I am trying to use
from ignite.contrib.handlers.param_scheduler import LRScheduler
from torch.optim.lr_scheduler import StepLR
So far I can’t find any full file example on this.
I try to implement myself. However, look like I missing something because the model does not train (loss keep on both training and validation dataset, without lr schedule model train OK)
The code:
from args_util import my_args_parse
from data_flow import get_train_val_list, get_dataloader, create_training_image_list, create_image_list
from ignite.engine import Events, create_supervised_trainer, create_supervised_evaluator
from ignite.metrics import Loss, MeanAbsoluteError, MeanSquaredError
from ignite.engine import Engine
from ignite.handlers import Checkpoint, DiskSaver
from crowd_counting_error_metrics import CrowdCountingMeanAbsoluteError, CrowdCountingMeanSquaredError
from visualize_util import get_readable_time
import torch
from torch import nn
from models import CompactCNN
import os
from ignite.contrib.handlers.param_scheduler import LRScheduler
from torch.optim.lr_scheduler import StepLR
# create data loader
train_loader, val_loader, test_loader = get_dataloader(train_list, None, test_list, dataset_name=dataset_name)

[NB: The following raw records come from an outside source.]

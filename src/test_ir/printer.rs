//! Printing TIR back as LLVM-syntax text.
//!
//! Instrumented modules are checked by their printed form, so every
//! instruction prints on one line and inserted values carry stable names.

use std::fmt::{self, Write as _};

use super::*;

impl fmt::Display for Module {
    fn fmt(&self, f: &mut fmt::Formatter<'_>) -> fmt::Result {
        if let Some(datalayout) = &self.datalayout {
            writeln!(f, "target datalayout = \"{datalayout}\"")?;
        }
        if let Some(triple) = &self.triple {
            writeln!(f, "target triple = \"{triple}\"")?;
        }
        if self.datalayout.is_some() || self.triple.is_some() {
            writeln!(f)?;
        }

        for global in &self.globals {
            writeln!(f, "{global}")?;
        }
        if !self.globals.is_empty() {
            writeln!(f)?;
        }

        for (i, func) in self.functions.iter().enumerate() {
            if i > 0 {
                writeln!(f)?;
            }
            write!(f, "{func}")?;
        }
        Ok(())
    }
}

impl fmt::Display for Global {
    fn fmt(&self, f: &mut fmt::Formatter<'_>) -> fmt::Result {
        write!(f, "@{} = ", self.name)?;
        match &self.init {
            Some(_) if self.linkage == Linkage::External => {}
            _ => write!(f, "{} ", self.linkage)?,
        }
        let keyword = if self.constant { "constant" } else { "global" };
        write!(f, "{keyword} {}", self.ty)?;
        if let Some(init) = &self.init {
            write!(f, " {}", format_constant(init, &self.ty))?;
        }
        Ok(())
    }
}

/// Print an initializer of type `ty`, without the leading type.
pub fn format_constant(constant: &Constant, ty: &IrType) -> String {
    match constant {
        Constant::Int(value) if *ty == IrType::Int(1) => {
            if *value != 0 { "true" } else { "false" }.to_string()
        }
        Constant::Int(value) => value.to_string(),
        Constant::Float(text) => text.clone(),
        Constant::Null => "null".to_string(),
        Constant::ZeroInitializer => "zeroinitializer".to_string(),
        Constant::Undef => "undef".to_string(),
        Constant::Symbol(name) => format!("@{name}"),
        Constant::Aggregate(elements) => {
            let element_types: Vec<IrType> = match ty {
                IrType::Array(element, _) | IrType::Vector(element, _) => {
                    vec![(**element).clone(); elements.len()]
                }
                IrType::Struct(fields) | IrType::PackedStruct(fields) => fields.clone(),
                _ => vec![IrType::Void; elements.len()],
            };
            let body = elements
                .iter()
                .zip(&element_types)
                .map(|(element, element_ty)| format!("{element_ty} {}", format_constant(element, element_ty)))
                .collect::<Vec<_>>()
                .join(", ");
            match ty {
                IrType::Struct(_) => format!("{{ {body} }}"),
                IrType::PackedStruct(_) => format!("<{{ {body} }}>"),
                IrType::Vector(..) => format!("<{body}>"),
                _ => format!("[{body}]"),
            }
        }
    }
}

impl fmt::Display for Function {
    fn fmt(&self, f: &mut fmt::Formatter<'_>) -> fmt::Result {
        let keyword = if self.declaration { "declare" } else { "define" };
        write!(f, "{keyword} ")?;
        if self.linkage != Linkage::External {
            write!(f, "{} ", self.linkage)?;
        }
        write!(f, "{} @{}(", self.ret, self.name)?;
        for (i, &param) in self.params.iter().enumerate() {
            if i > 0 {
                write!(f, ", ")?;
            }
            if self.declaration {
                write!(f, "{}", self.value(param).ty)?;
            } else {
                write!(f, "{}", self.format_operand(param))?;
            }
        }
        write!(f, ")")?;

        if self.declaration {
            return writeln!(f);
        }

        writeln!(f, " {{")?;
        for block in &self.blocks {
            writeln!(f, "{}:", block.name)?;
            for &inst in &block.insts {
                writeln!(f, "  {}", self.format_inst(inst))?;
            }
        }
        writeln!(f, "}}")
    }
}

impl Function {
    /// Print a value as it appears in an operand position, without its type.
    pub fn format_ref(&self, value: ValueRef) -> String {
        let data = self.value(value);
        match &data.kind {
            ValueKind::ConstInt { bits: 1, value } => if *value != 0 { "true" } else { "false" }.to_string(),
            ValueKind::ConstInt { value, .. } => value.to_string(),
            ValueKind::Float(text) => text.clone(),
            ValueKind::Null => "null".to_string(),
            ValueKind::Undef => "undef".to_string(),
            ValueKind::Poison => "poison".to_string(),
            ValueKind::ZeroInitializer => "zeroinitializer".to_string(),
            ValueKind::Global(name) => format!("@{name}"),
            ValueKind::ConstGep {
                inbounds,
                source,
                base,
                indices,
            } => {
                let mut text = String::from("getelementptr ");
                if *inbounds {
                    text.push_str("inbounds ");
                }
                let _ = write!(text, "({source}, {}", self.format_operand(*base));
                for &index in indices {
                    let _ = write!(text, ", {}", self.format_operand(index));
                }
                text.push(')');
                text
            }
            ValueKind::ConstBitCast { value: inner } => {
                format!("bitcast ({} to {})", self.format_operand(*inner), data.ty)
            }
            ValueKind::Param(_) | ValueKind::Inst(_) | ValueKind::Forward => match &data.name {
                Some(name) => format!("%{name}"),
                None => format!("%v{}", value.0),
            },
        }
    }

    /// Print a value with its type, as in `i32 %x`.
    pub fn format_operand(&self, value: ValueRef) -> String {
        format!("{} {}", self.value(value).ty, self.format_ref(value))
    }

    /// Print one instruction on a single line.
    pub fn format_inst(&self, inst: ValueRef) -> String {
        let data = self.value(inst);
        let Some(kind) = data.inst() else {
            return self.format_operand(inst);
        };

        let mut line = String::new();
        if !data.ty.is_void() {
            let _ = write!(line, "{} = ", self.format_ref(inst));
        }

        let body = match kind {
            Inst::Binary { op, lhs, rhs } => {
                format!("{op} {} {}, {}", data.ty, self.format_ref(*lhs), self.format_ref(*rhs))
            }
            Inst::ICmp { predicate, lhs, rhs } => format!(
                "icmp {predicate} {} {}, {}",
                self.value(*lhs).ty,
                self.format_ref(*lhs),
                self.format_ref(*rhs)
            ),
            Inst::Select {
                condition,
                then_value,
                else_value,
            } => format!(
                "select {}, {}, {}",
                self.format_operand(*condition),
                self.format_operand(*then_value),
                self.format_operand(*else_value)
            ),
            Inst::Ret { value: None } => "ret void".to_string(),
            Inst::Ret { value: Some(value) } => format!("ret {}", self.format_operand(*value)),
            Inst::Br { condition, targets } => {
                let labels: Vec<String> = targets
                    .iter()
                    .map(|target| format!("label %{}", self.blocks[target.0 as usize].name))
                    .collect();
                match condition {
                    Some(condition) => format!("br {}, {}", self.format_operand(*condition), labels.join(", ")),
                    None => format!("br {}", labels.join(", ")),
                }
            }
            Inst::Call { callee, args } => {
                let args: Vec<String> = args.iter().map(|&arg| self.format_operand(arg)).collect();
                format!("call {} {}({})", data.ty, self.format_ref(*callee), args.join(", "))
            }
            Inst::Alloca { allocated, count } => match count {
                Some(count) => format!("alloca {allocated}, {}", self.format_operand(*count)),
                None => format!("alloca {allocated}"),
            },
            Inst::Load { ptr } => format!("load {}, {}", data.ty, self.format_operand(*ptr)),
            Inst::Store { value, ptr } => {
                format!("store {}, {}", self.format_operand(*value), self.format_operand(*ptr))
            }
            Inst::Gep {
                inbounds,
                source,
                base,
                indices,
            } => {
                let mut text = String::from("getelementptr ");
                if *inbounds {
                    text.push_str("inbounds ");
                }
                let _ = write!(text, "{source}, {}", self.format_operand(*base));
                for &index in indices {
                    let _ = write!(text, ", {}", self.format_operand(index));
                }
                text
            }
            Inst::Cast { op, value } => {
                format!("{op} {} to {}", self.format_operand(*value), data.ty)
            }
            Inst::Phi { incoming } => {
                let edges: Vec<String> = incoming
                    .iter()
                    .map(|(value, block)| {
                        format!("[ {}, %{} ]", self.format_ref(*value), self.blocks[block.0 as usize].name)
                    })
                    .collect();
                format!("phi {} {}", data.ty, edges.join(", "))
            }
            Inst::Unary { opcode, value } => format!("{opcode} {}", self.format_operand(*value)),
            Inst::Unreachable => "unreachable".to_string(),
        };

        line.push_str(&body);
        line
    }
}
//! Test symbolization of phi nodes.
//!
//! Shadow phis are created empty while the function is walked and receive
//! their incoming expressions once every block has been translated, so
//! back-edges see the expressions built later in the loop body.

mod common;

use common::{assert_block, lines, symbolize, try_symbolize};
use symbolize::SymbolizeError;

#[test]
fn test_diamond_merge() {
    let (module, session) = symbolize(
        "define i32 @max(i32 %a, i32 %b) {
entry:
  %c = icmp sgt i32 %a, %b
  br i1 %c, label %then, label %else
then:
  br label %merge
else:
  br label %merge
merge:
  %r = phi i32 [ %a, %then ], [ %b, %else ]
  ret i32 %r
}
",
    );

    assert_block(
        &module,
        "max",
        "merge",
        &[
            "%sym.4 = phi ptr [ %sym.0, %then ], [ %sym.1, %else ]",
            "%r = phi i32 [ %a, %then ], [ %b, %else ]",
            "call void @_sym_set_return_expression(ptr %sym.4)",
            "ret i32 %r",
        ],
    );
    assert_eq!(session.stats().merge_nodes_resolved, 1);
}

#[test]
fn test_null_incoming_is_built_in_its_predecessor() {
    let (module, _session) = symbolize(
        "define ptr @pick(i1 %c, ptr %p) {
entry:
  br i1 %c, label %a, label %b
a:
  br label %m
b:
  br label %m
m:
  %r = phi ptr [ null, %a ], [ %p, %b ]
  ret ptr %r
}
",
    );

    assert_block(
        &module,
        "pick",
        "a",
        &["%sym.4 = call ptr @_sym_build_null_pointer()", "br label %m"],
    );
    assert_block(&module, "pick", "b", &["br label %m"]);
    assert_block(
        &module,
        "pick",
        "m",
        &[
            "%sym.3 = phi ptr [ %sym.4, %a ], [ %sym.1, %b ]",
            "%r = phi ptr [ null, %a ], [ %p, %b ]",
            "call void @_sym_set_return_expression(ptr %sym.3)",
            "ret ptr %r",
        ],
    );
    assert!(lines(&module, "pick", "m").iter().all(|line| !line.contains("@_sym_build")));
}

#[test]
fn test_loop_back_edge() {
    let (module, session) = symbolize(
        "define i32 @count(i32 %n) {
entry:
  br label %loop
loop:
  %i = phi i32 [ 0, %entry ], [ %next, %loop ]
  %next = add i32 %i, 1
  %c = icmp slt i32 %next, %n
  br i1 %c, label %loop, label %exit
exit:
  ret i32 %next
}
",
    );

    assert_block(
        &module,
        "count",
        "entry",
        &[
            "%sym.0 = call ptr @_sym_get_parameter_expression(i8 0)",
            "%sym.2 = call ptr @_sym_build_integer(i64 1, i8 32)",
            "%sym.6 = call ptr @_sym_build_integer(i64 0, i8 32)",
            "br label %loop",
        ],
    );
    assert_block(
        &module,
        "count",
        "loop",
        &[
            "%sym.1 = phi ptr [ %sym.6, %entry ], [ %sym.3, %loop ]",
            "%i = phi i32 [ 0, %entry ], [ %next, %loop ]",
            "%sym.3 = call ptr @_sym_build_add(ptr %sym.1, ptr %sym.2)",
            "%next = add i32 %i, 1",
            "%sym.4 = call ptr @_sym_build_signed_less_than(ptr %sym.3, ptr %sym.0)",
            "%c = icmp slt i32 %next, %n",
            "%sym.5 = call ptr @_sym_push_path_constraint(ptr %sym.4, i1 %c)",
            "br i1 %c, label %loop, label %exit",
        ],
    );
    assert_block(
        &module,
        "count",
        "exit",
        &["call void @_sym_set_return_expression(ptr %sym.3)", "ret i32 %next"],
    );
    assert_eq!(session.stats().merge_nodes_resolved, 1);
}

#[test]
fn test_shadow_phis_stay_grouped() {
    let (module, session) = symbolize(
        "define i32 @swap(i32 %a, i32 %b, i1 %c) {
entry:
  br i1 %c, label %left, label %join
left:
  br label %join
join:
  %x = phi i32 [ %a, %entry ], [ %b, %left ]
  %y = phi i32 [ %b, %entry ], [ %a, %left ]
  %d = sub i32 %x, %y
  ret i32 %d
}
",
    );

    let join = lines(&module, "swap", "join");
    let phis = join.iter().take_while(|line| line.contains(" = phi ")).count();
    assert_eq!(phis, 4, "{join:#?}");
    assert!(join[0].starts_with("%sym.") && join[0].contains("phi ptr"));
    assert_eq!(join[1], "%x = phi i32 [ %a, %entry ], [ %b, %left ]");
    assert!(join[2].starts_with("%sym.") && join[2].contains("phi ptr"));
    assert_eq!(join[3], "%y = phi i32 [ %b, %entry ], [ %a, %left ]");
    assert_eq!(session.stats().merge_nodes_resolved, 2);
}

#[test]
fn test_incoming_literal_built_in_entry() {
    let (module, _session) = symbolize(
        "define i32 @pick(i1 %c, i32 %a) {
entry:
  br i1 %c, label %other, label %done
other:
  br label %done
done:
  %r = phi i32 [ %a, %entry ], [ 42, %other ]
  ret i32 %r
}
",
    );

    assert!(lines(&module, "pick", "entry")
        .iter()
        .any(|line| line.ends_with("call ptr @_sym_build_integer(i64 42, i8 32)")));
    assert_eq!(lines(&module, "pick", "other"), vec!["br label %done".to_string()]);
}

#[test]
fn test_incoming_without_expression_is_fatal() {
    let (_module, _session, result) = try_symbolize(
        "define i32 @f(ptr %fp, i1 %c) {
entry:
  %v = call i32 %fp()
  br i1 %c, label %next, label %done
next:
  br label %done
done:
  %r = phi i32 [ %v, %entry ], [ 0, %next ]
  ret i32 %r
}
",
    );

    assert!(matches!(result, Err(SymbolizeError::MissingExpression { .. })), "{result:?}");
}
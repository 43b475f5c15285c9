// This module contains the symbolization pass proper. SymbolizePass drives one run over a
// module through any IrAdaptor: module setup declares the runtime binding table, pairs every
// global with its shadow, and builds the startup routine that initialises the runtime and the
// global shadows before main. Then every function with a body that does not belong to the
// runtime is handed to a fresh Symbolizer with its own arena, so expression caches never
// outlive the function they were built for. Fatal errors stop the run and propagate to the
// caller; skipped constructs are recorded in the session.

//! The symbolization pass.
//!
//! # Components
//!
//! - [`options`] - names and priorities used when talking to the runtime
//! - [`runtime`] - the runtime binding table
//! - [`cache`] - the per-function expression cache
//! - [`translator`] - the instruction translator
//! - [`globals`] - global shadow pairs and their initialisation

pub mod cache;
pub mod globals;
pub mod options;
pub mod runtime;
pub mod translator;

use bumpalo::Bump;

use crate::core::{IrAdaptor, SymbolizeError, SymbolizeResult, SymbolizeSession};

pub use cache::ExpressionCache;
pub use globals::{GlobalInitializer, GlobalShadowPair};
pub use options::SymbolizeOptions;
pub use runtime::RuntimeBindings;
pub use translator::Symbolizer;

/// Instruments a module for symbolic execution.
///
/// The emitted code calls into the runtime from whatever threads the program
/// runs on; making concurrent shadow updates safe is up to the runtime.
pub struct SymbolizePass<'s> {
    options: SymbolizeOptions,
    session: &'s SymbolizeSession,
}

impl<'s> SymbolizePass<'s> {
    pub fn new(options: SymbolizeOptions, session: &'s SymbolizeSession) -> Self {
        Self { options, session }
    }

    pub fn options(&self) -> &SymbolizeOptions {
        &self.options
    }

    /// Set up the module and instrument every eligible function.
    pub fn run<A: IrAdaptor>(&self, ir: &mut A) -> SymbolizeResult<()> {
        log::info!("🔧 Symbolizer module init");
        let bindings = self.initialize_module(ir)?;

        let funcs: Vec<_> = ir.funcs().collect();
        for func in funcs {
            self.run_on_function(ir, &bindings, func)?;
        }

        let stats = self.session.stats();
        log::info!(
            "✅ Symbolized {} functions ({} skipped), {} runtime calls emitted",
            stats.functions_symbolized,
            stats.functions_skipped,
            stats.runtime_calls_emitted
        );
        Ok(())
    }

    /// Instrument a single function by name.
    pub fn run_on_function_named<A: IrAdaptor>(
        &self,
        ir: &mut A,
        bindings: &RuntimeBindings<A::Func>,
        name: &str,
    ) -> SymbolizeResult<bool> {
        let func = ir
            .funcs()
            .find(|&func| ir.func_name(func) == name)
            .ok_or_else(|| SymbolizeError::FunctionNotFound { name: name.to_string() })?;
        self.run_on_function(ir, bindings, func)
    }

    /// Declare the runtime, create global shadows and the startup routine.
    pub fn initialize_module<A: IrAdaptor>(&self, ir: &mut A) -> SymbolizeResult<RuntimeBindings<A::Func>> {
        let bindings = RuntimeBindings::declare(ir)?;
        let pairs = globals::create_shadow_globals(ir, &self.options, self.session)?;

        let ctor = ir.add_constructor(&self.options.constructor_name)?;
        ir.switch_func(ctor);
        let entry = ir.entry_block();
        let ret = ir.block_terminator(entry).ok_or_else(|| SymbolizeError::Host {
            reason: format!("{} has no terminator", self.options.constructor_name),
        })?;
        ir.position_before(ret);

        // The runtime must be up before any global shadow is built.
        ir.build_call(bindings.initialize, &[])?;
        self.session.record_runtime_call();

        let mut initializer = GlobalInitializer::new(ir, &bindings, self.session);
        for pair in &pairs {
            initializer.initialize(pair)?;
        }

        ir.register_constructor(ctor, self.options.constructor_priority)?;
        log::debug!(
            "startup routine {} initialises {} global shadows",
            self.options.constructor_name,
            pairs.len()
        );
        Ok(bindings)
    }

    /// Instrument one function. Returns `false` if the function was skipped.
    pub fn run_on_function<A: IrAdaptor>(
        &self,
        ir: &mut A,
        bindings: &RuntimeBindings<A::Func>,
        func: A::Func,
    ) -> SymbolizeResult<bool> {
        let name = ir.func_name(func);
        if ir.func_is_declaration(func)
            || name == self.options.constructor_name
            || name.starts_with(&self.options.runtime_prefix)
        {
            self.session.record_function_skipped();
            return Ok(false);
        }

        log::info!("Symbolizing function {name}");
        if !ir.switch_func(func) {
            return Err(SymbolizeError::FunctionNotFound { name });
        }
        self.session.set_current_function(&name);

        let arena = Bump::new();
        let result = Symbolizer::new(ir, bindings, &self.options, self.session, &arena)
            .and_then(|mut symbolizer| symbolizer.symbolize_function());
        self.session.clear_current_function();
        result?;

        self.session.record_function_symbolized();
        Ok(true)
    }
}
// This module implements the per-function instruction translator. A Symbolizer is created for
// one function, walks a snapshot of its original instructions, and inserts alongside each one
// the runtime calls that build its symbolic expression. Shadows live in an arena-backed cache
// keyed by value identity. Lookups go through get_or_build, which materialises shadows for
// literals, parameters, constant address computations and global addresses at the entry
// anchor (the first original instruction of the entry block) so that one handle dominates
// every use. Null pointers are rebuilt at each use. Address computations are expanded into
// add/mul expressions over byte offsets taken from the data layout. Merge nodes get a shadow
// phi immediately; its incoming edges are filled after the whole function has been visited,
// each built right before the predecessor's terminator, so loop back-edges see their values.
// Constructs that cannot be tracked are reported as diagnostics and leave the value without a
// shadow; using such a value later is a fatal MissingExpression error.

//! Instruction translator.

use bumpalo::collections::Vec as BumpVec;
use bumpalo::Bump;

use super::cache::ExpressionCache;
use super::options::SymbolizeOptions;
use super::runtime::RuntimeBindings;
use crate::core::{
    shadow_type, BinaryOp, Callee, CastOp, DiagnosticKind, Gep, Instruction, IrAdaptor, IrType, Operand,
    SymbolizeError, SymbolizeResult, SymbolizeSession,
};

/// A shadow merge node waiting for its incoming edges.
struct PendingMerge<V, B> {
    shadow: V,
    incoming: Vec<(V, B)>,
}

/// Translator for the function currently selected in the adaptor.
pub struct Symbolizer<'a, 'arena, A: IrAdaptor> {
    ir: &'a mut A,
    bindings: &'a RuntimeBindings<A::Func>,
    options: &'a SymbolizeOptions,
    session: &'a SymbolizeSession,

    /// Shadows of the values translated so far.
    cache: ExpressionCache<'arena, A::Value>,

    pending_merges: BumpVec<'arena, PendingMerge<A::Value, A::Block>>,

    /// First original instruction of the entry block.
    entry_anchor: A::Value,

    /// Instruction new code is inserted before.
    cursor: A::Value,
}
//! Test symbolization of arithmetic, comparisons and path constraints.

mod common;

use common::{assert_block, check_output_contains, lines, symbolize, try_symbolize};
use symbolize::SymbolizeError;

#[test]
fn test_add_with_literal() {
    let (module, _session) = symbolize(
        "define i32 @f(i32 %a) {
entry:
  %x = add i32 3, %a
  ret i32 %x
}
",
    );

    assert_block(
        &module,
        "f",
        "entry",
        &[
            "%sym.0 = call ptr @_sym_get_parameter_expression(i8 0)",
            "%sym.1 = call ptr @_sym_build_integer(i64 3, i8 32)",
            "%sym.2 = call ptr @_sym_build_add(ptr %sym.1, ptr %sym.0)",
            "%x = add i32 3, %a",
            "call void @_sym_set_return_expression(ptr %sym.2)",
            "ret i32 %x",
        ],
    );

    let output = module.to_string();
    check_output_contains(
        &output,
        &[
            "declare ptr @_sym_build_add(ptr, ptr)",
            "declare void @_sym_initialize()",
            "define internal void @__sym_ctor() {",
        ],
    );
}

#[test]
fn test_comparison_pushes_path_constraint() {
    let (module, _session) = symbolize(
        "define i32 @max(i32 %a, i32 %b) {
entry:
  %c = icmp sgt i32 %a, %b
  br i1 %c, label %then, label %else
then:
  ret i32 %a
else:
  ret i32 %b
}
",
    );

    assert_block(
        &module,
        "max",
        "entry",
        &[
            "%sym.0 = call ptr @_sym_get_parameter_expression(i8 0)",
            "%sym.1 = call ptr @_sym_get_parameter_expression(i8 1)",
            "%sym.2 = call ptr @_sym_build_signed_greater_than(ptr %sym.0, ptr %sym.1)",
            "%c = icmp sgt i32 %a, %b",
            "%sym.3 = call ptr @_sym_push_path_constraint(ptr %sym.2, i1 %c)",
            "br i1 %c, label %then, label %else",
        ],
    );
    assert_block(
        &module,
        "max",
        "then",
        &["call void @_sym_set_return_expression(ptr %sym.0)", "ret i32 %a"],
    );
    assert_block(
        &module,
        "max",
        "else",
        &["call void @_sym_set_return_expression(ptr %sym.1)", "ret i32 %b"],
    );
}

#[test]
fn test_every_operator_has_a_handler() {
    let (module, session) = symbolize(
        "define i32 @ops(i32 %a, i32 %b) {
entry:
  %1 = sub i32 %a, %b
  %2 = mul nsw i32 %1, %b
  %3 = udiv i32 %2, %b
  %4 = sdiv exact i32 %3, %b
  %5 = urem i32 %4, %b
  %6 = srem i32 %5, %b
  %7 = shl nuw i32 %6, %b
  %8 = lshr i32 %7, %b
  %9 = ashr i32 %8, %b
  %10 = and i32 %9, %b
  %11 = or i32 %10, %b
  %12 = xor i32 %11, %b
  ret i32 %12
}
",
    );

    let func = module.function("ops").unwrap();
    for handler in [
        "_sym_build_sub",
        "_sym_build_mul",
        "_sym_build_unsigned_div",
        "_sym_build_signed_div",
        "_sym_build_unsigned_rem",
        "_sym_build_signed_rem",
        "_sym_build_shift_left",
        "_sym_build_logical_shift_right",
        "_sym_build_arithmetic_shift_right",
        "_sym_build_and",
        "_sym_build_or",
        "_sym_build_xor",
    ] {
        assert_eq!(func.calls_to(handler).len(), 1, "expected one call to {handler}");
    }
    assert_eq!(session.stats().instruction_counts["binary"], 12);
}

#[test]
fn test_all_predicates() {
    let mut body = String::new();
    let predicates = [
        ("eq", "_sym_build_equal"),
        ("ne", "_sym_build_not_equal"),
        ("ugt", "_sym_build_unsigned_greater_than"),
        ("uge", "_sym_build_unsigned_greater_equal"),
        ("ult", "_sym_build_unsigned_less_than"),
        ("ule", "_sym_build_unsigned_less_equal"),
        ("sgt", "_sym_build_signed_greater_than"),
        ("sge", "_sym_build_signed_greater_equal"),
        ("slt", "_sym_build_signed_less_than"),
        ("sle", "_sym_build_signed_less_equal"),
    ];
    for (i, (predicate, _)) in predicates.iter().enumerate() {
        body.push_str(&format!("  %c{i} = icmp {predicate} i64 %a, %b\n"));
    }
    let source = format!("define void @cmp(i64 %a, i64 %b) {{\nentry:\n{body}  ret void\n}}\n");

    let (module, _session) = symbolize(&source);
    let func = module.function("cmp").unwrap();
    for (i, (_, handler)) in predicates.iter().enumerate() {
        let calls = func.calls_to(handler);
        assert_eq!(calls.len(), 1, "expected one call to {handler}");
        assert!(calls[0].ends_with("(ptr %sym.0, ptr %sym.1)"), "{}", calls[0]);
        assert!(lines(&module, "cmp", "entry").contains(&format!("%c{i} = icmp {} i64 %a, %b", predicates[i].0)));
    }
}

#[test]
fn test_literals_are_built_in_entry_block() {
    let (module, _session) = symbolize(
        "define i32 @g(i32 %a, i1 %c) {
entry:
  br i1 %c, label %more, label %done
more:
  %x = mul i32 %a, 7
  ret i32 %x
done:
  ret i32 0
}
",
    );

    let entry = lines(&module, "g", "entry");
    assert!(entry.iter().any(|l| l.ends_with("call ptr @_sym_build_integer(i64 7, i8 32)")));
    assert!(entry.iter().any(|l| l.ends_with("call ptr @_sym_build_integer(i64 0, i8 32)")));
    assert_eq!(entry.last().map(String::as_str), Some("br i1 %c, label %more, label %done"));

    for block in ["more", "done"] {
        assert!(
            !lines(&module, "g", block).iter().any(|l| l.contains("_sym_build_integer")),
            "literal built outside the entry block in {block}"
        );
    }
}

#[test]
fn test_select_constrains_condition() {
    let (module, _session) = symbolize(
        "define i32 @sel(i1 %c, i32 %a, i32 %b) {
entry:
  %r = select i1 %c, i32 %a, i32 %b
  ret i32 %r
}
",
    );

    assert_block(
        &module,
        "sel",
        "entry",
        &[
            "%sym.0 = call ptr @_sym_get_parameter_expression(i8 0)",
            "%sym.1 = call ptr @_sym_get_parameter_expression(i8 1)",
            "%sym.2 = call ptr @_sym_get_parameter_expression(i8 2)",
            "%sym.3 = call ptr @_sym_push_path_constraint(ptr %sym.0, i1 %c)",
            "%sym.4 = select i1 %c, ptr %sym.1, ptr %sym.2",
            "%r = select i1 %c, i32 %a, i32 %b",
            "call void @_sym_set_return_expression(ptr %sym.4)",
            "ret i32 %r",
        ],
    );
}

#[test]
fn test_float_arithmetic_is_fatal() {
    let (_module, _session, result) = try_symbolize(
        "define float @f(float %a, float %b) {
entry:
  %x = fadd float %a, %b
  ret float %x
}
",
    );

    assert_eq!(result, Err(SymbolizeError::MissingBinaryHandler { op: "fadd".to_string() }));
}

#[test]
fn test_wide_literal_is_fatal() {
    let (_module, _session, result) = try_symbolize(
        "define i128 @f(i128 %a) {
entry:
  %x = add i128 %a, 1
  ret i128 %x
}
",
    );

    assert_eq!(result, Err(SymbolizeError::UnsupportedConstantWidth { bits: 128 }));
}

#[test]
fn test_output_is_deterministic() {
    let source = "define i32 @f(i32 %a, i32 %b) {
entry:
  %x = add i32 %a, 3
  %c = icmp ult i32 %x, %b
  br i1 %c, label %yes, label %no
yes:
  ret i32 %x
no:
  ret i32 %b
}
";

    let (first, _) = symbolize(source);
    let (second, _) = symbolize(source);
    assert_eq!(first.to_string(), second.to_string());
}

#[test]
fn test_session_statistics() {
    let (_module, session) = symbolize(
        "declare i32 @ext(i32)

define i32 @f(i32 %a) {
entry:
  %x = add i32 3, %a
  ret i32 %x
}
",
    );

    let stats = session.stats();
    assert_eq!(stats.functions_symbolized, 1);
    assert!(stats.functions_skipped >= 2, "declarations and the startup routine are skipped");
    assert_eq!(stats.instructions_visited, 2);
    assert_eq!(stats.instruction_counts["binary"], 1);
    assert_eq!(stats.instruction_counts["ret"], 1);
    // initialize, parameter, literal, add, set return
    assert_eq!(stats.runtime_calls_emitted, 5);
    assert!(session.diagnostics().is_empty());

    let report = stats.to_string();
    check_output_contains(&report, &["Symbolization Session Statistics:", "Functions symbolized: 1"]);
}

print("len train_loader ", len(train_loader))
# model
model = CompactCNN()
model = model.to(device)
# loss function
loss_fn = nn.MSELoss(reduction='sum').to(device)
optimizer = torch.optim.Adam(model.parameters(), args.lr,
weight_decay=args.decay)
step_scheduler = StepLR(optimizer, step_size=100, gamma=0.1)
lr_scheduler = LRScheduler(step_scheduler)
trainer = create_supervised_trainer(model, optimizer, loss_fn, device=device)
evaluator = create_supervised_evaluator(model,
metrics={
'mae': CrowdCountingMeanAbsoluteError(),
'mse': CrowdCountingMeanSquaredError(),
'nll': Loss(loss_fn)
}, device=device)
print(model)
print(args)
if len(args.load_model) > 0:
load_model_path = args.load_model
print("load mode " + load_model_path)
to_load = {'trainer': trainer, 'model': model, 'optimizer': optimizer, 'lr_scheduler': lr_scheduler}
checkpoint = torch.load(load_model_path)
Checkpoint.load_objects(to_load=to_load, checkpoint=checkpoint)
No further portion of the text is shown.